Nothing but a number should be given: the count of lines in the listing that include "wide".

═════ Given entries

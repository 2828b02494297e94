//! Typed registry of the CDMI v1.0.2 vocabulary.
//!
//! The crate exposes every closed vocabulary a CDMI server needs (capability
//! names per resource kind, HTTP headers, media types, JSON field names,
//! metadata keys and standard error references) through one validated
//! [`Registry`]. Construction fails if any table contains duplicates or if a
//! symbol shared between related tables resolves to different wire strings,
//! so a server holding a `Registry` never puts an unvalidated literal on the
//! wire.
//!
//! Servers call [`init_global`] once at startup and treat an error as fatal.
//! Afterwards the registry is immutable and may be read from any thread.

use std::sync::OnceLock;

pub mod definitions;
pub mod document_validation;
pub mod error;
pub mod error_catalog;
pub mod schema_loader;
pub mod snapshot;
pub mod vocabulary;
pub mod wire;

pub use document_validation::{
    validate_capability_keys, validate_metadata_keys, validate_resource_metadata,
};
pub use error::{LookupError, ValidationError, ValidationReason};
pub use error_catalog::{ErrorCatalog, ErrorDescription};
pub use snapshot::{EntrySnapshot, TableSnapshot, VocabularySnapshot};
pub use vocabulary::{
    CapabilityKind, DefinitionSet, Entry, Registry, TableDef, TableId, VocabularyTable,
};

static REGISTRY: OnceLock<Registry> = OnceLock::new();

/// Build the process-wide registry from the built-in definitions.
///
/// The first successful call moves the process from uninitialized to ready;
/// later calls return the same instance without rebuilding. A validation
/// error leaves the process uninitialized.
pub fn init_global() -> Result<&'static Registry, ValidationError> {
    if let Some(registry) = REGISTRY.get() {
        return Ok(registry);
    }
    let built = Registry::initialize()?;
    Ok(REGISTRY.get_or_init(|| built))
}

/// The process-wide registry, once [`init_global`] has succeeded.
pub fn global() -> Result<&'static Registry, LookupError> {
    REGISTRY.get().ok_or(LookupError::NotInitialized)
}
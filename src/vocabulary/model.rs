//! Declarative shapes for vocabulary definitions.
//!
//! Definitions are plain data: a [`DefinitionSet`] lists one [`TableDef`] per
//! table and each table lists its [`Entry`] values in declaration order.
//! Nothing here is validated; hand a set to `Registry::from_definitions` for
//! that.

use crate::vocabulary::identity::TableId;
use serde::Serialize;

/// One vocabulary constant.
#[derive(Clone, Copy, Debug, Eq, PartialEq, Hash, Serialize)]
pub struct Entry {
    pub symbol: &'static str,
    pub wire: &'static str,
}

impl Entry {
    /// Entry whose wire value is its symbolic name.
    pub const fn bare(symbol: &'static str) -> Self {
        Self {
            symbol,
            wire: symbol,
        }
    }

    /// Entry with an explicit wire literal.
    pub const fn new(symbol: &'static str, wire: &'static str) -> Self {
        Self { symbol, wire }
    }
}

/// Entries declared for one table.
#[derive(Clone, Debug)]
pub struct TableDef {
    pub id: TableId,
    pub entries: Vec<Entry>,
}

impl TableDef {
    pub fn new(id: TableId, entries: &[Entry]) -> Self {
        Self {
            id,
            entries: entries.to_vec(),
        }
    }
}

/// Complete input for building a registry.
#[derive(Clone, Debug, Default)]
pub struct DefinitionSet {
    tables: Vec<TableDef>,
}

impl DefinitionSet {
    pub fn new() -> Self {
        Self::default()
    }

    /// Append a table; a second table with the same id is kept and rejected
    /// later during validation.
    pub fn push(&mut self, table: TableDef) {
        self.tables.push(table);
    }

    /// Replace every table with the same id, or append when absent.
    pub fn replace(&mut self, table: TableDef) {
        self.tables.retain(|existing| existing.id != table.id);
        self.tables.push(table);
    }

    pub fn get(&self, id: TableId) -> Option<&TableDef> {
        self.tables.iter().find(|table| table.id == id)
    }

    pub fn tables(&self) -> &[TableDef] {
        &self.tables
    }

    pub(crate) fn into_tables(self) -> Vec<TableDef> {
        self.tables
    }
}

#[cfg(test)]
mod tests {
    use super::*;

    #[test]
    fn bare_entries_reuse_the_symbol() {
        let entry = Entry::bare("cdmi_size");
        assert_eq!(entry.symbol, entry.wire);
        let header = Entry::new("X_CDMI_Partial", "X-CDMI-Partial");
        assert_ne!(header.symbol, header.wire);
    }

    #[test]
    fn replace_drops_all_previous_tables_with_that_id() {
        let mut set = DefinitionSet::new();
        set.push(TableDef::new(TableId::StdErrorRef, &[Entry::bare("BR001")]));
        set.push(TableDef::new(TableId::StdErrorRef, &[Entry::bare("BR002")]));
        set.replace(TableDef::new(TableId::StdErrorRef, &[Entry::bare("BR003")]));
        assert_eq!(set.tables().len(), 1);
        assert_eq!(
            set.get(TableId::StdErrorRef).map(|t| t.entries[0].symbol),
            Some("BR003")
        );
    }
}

══════════

■ Result of this exercise: 2